- _REQUIRED ACTION_: Across the listing below, how many lines contain "task"? Answer with the number and nothing else.

(EXCERPTED DATA)

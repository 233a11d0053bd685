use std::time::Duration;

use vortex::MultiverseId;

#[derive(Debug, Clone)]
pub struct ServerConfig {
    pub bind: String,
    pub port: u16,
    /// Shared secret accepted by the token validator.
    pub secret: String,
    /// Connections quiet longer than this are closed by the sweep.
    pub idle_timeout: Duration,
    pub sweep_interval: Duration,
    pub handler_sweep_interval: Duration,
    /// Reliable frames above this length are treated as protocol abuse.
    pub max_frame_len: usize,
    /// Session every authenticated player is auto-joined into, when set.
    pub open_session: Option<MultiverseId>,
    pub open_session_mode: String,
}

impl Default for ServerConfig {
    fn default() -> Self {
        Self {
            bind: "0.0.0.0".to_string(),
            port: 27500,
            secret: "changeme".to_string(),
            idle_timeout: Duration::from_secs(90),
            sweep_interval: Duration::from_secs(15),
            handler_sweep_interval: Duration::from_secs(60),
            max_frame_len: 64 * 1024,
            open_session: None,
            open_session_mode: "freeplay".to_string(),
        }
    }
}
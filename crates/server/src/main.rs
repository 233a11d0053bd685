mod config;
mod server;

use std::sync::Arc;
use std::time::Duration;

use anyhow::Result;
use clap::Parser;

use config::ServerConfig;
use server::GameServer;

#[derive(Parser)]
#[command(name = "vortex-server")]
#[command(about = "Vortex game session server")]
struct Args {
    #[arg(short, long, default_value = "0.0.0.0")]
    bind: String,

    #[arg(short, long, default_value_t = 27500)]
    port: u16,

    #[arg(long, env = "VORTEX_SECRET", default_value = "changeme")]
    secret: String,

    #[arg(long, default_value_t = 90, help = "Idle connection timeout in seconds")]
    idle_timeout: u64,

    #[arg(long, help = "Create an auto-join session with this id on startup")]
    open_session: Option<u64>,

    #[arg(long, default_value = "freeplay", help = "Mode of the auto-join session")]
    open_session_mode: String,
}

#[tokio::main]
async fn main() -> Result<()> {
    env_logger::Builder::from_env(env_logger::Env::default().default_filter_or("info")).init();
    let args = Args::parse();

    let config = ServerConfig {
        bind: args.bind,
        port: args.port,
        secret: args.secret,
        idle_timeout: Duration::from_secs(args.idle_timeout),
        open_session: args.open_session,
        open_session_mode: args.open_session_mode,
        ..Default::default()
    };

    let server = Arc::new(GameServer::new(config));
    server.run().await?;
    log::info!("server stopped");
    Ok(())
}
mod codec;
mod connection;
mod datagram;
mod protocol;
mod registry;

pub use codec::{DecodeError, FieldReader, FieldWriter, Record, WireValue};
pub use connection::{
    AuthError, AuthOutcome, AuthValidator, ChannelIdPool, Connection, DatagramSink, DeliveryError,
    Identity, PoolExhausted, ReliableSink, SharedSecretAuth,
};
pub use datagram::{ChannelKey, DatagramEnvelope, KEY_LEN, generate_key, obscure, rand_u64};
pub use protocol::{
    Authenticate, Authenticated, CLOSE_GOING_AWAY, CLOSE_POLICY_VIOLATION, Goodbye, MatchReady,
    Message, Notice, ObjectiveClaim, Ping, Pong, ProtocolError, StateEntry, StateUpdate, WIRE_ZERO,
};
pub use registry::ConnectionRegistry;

(End EXCERPTED DATA)
(EXCERPTED DATA)

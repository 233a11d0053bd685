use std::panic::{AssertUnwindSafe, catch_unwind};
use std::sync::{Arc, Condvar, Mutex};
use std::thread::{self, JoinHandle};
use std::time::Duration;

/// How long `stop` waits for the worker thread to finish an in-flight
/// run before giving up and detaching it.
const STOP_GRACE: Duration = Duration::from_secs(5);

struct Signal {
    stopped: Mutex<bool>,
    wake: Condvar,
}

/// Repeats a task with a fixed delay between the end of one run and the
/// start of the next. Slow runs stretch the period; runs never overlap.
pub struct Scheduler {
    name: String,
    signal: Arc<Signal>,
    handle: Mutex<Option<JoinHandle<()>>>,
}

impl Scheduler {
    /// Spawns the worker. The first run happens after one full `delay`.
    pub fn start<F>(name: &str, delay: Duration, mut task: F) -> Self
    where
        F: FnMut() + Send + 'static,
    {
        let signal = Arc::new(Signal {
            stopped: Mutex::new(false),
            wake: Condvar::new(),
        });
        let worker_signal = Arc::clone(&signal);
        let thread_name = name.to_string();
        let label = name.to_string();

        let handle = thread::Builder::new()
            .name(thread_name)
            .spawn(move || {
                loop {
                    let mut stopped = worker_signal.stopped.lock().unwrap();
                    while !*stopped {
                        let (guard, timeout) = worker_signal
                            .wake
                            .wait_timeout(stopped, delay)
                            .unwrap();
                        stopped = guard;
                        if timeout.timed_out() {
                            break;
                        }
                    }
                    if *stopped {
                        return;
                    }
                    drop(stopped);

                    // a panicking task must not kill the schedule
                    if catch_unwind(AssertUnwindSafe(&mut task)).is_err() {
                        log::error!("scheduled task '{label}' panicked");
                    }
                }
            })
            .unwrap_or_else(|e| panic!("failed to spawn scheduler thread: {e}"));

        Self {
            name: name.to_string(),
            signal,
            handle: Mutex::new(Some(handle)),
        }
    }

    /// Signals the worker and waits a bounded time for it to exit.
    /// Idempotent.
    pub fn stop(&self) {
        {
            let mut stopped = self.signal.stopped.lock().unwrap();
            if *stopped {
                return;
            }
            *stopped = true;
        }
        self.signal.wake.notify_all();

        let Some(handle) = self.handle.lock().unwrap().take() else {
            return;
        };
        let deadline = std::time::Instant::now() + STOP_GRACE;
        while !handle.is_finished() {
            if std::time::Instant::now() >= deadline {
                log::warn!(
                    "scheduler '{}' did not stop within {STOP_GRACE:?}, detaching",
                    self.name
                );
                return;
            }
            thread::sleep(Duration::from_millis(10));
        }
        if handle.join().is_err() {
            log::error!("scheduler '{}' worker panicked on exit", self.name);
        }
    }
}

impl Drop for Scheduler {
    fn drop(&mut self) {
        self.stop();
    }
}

(End EXCERPTED DATA)

- _RESPONSE_: 5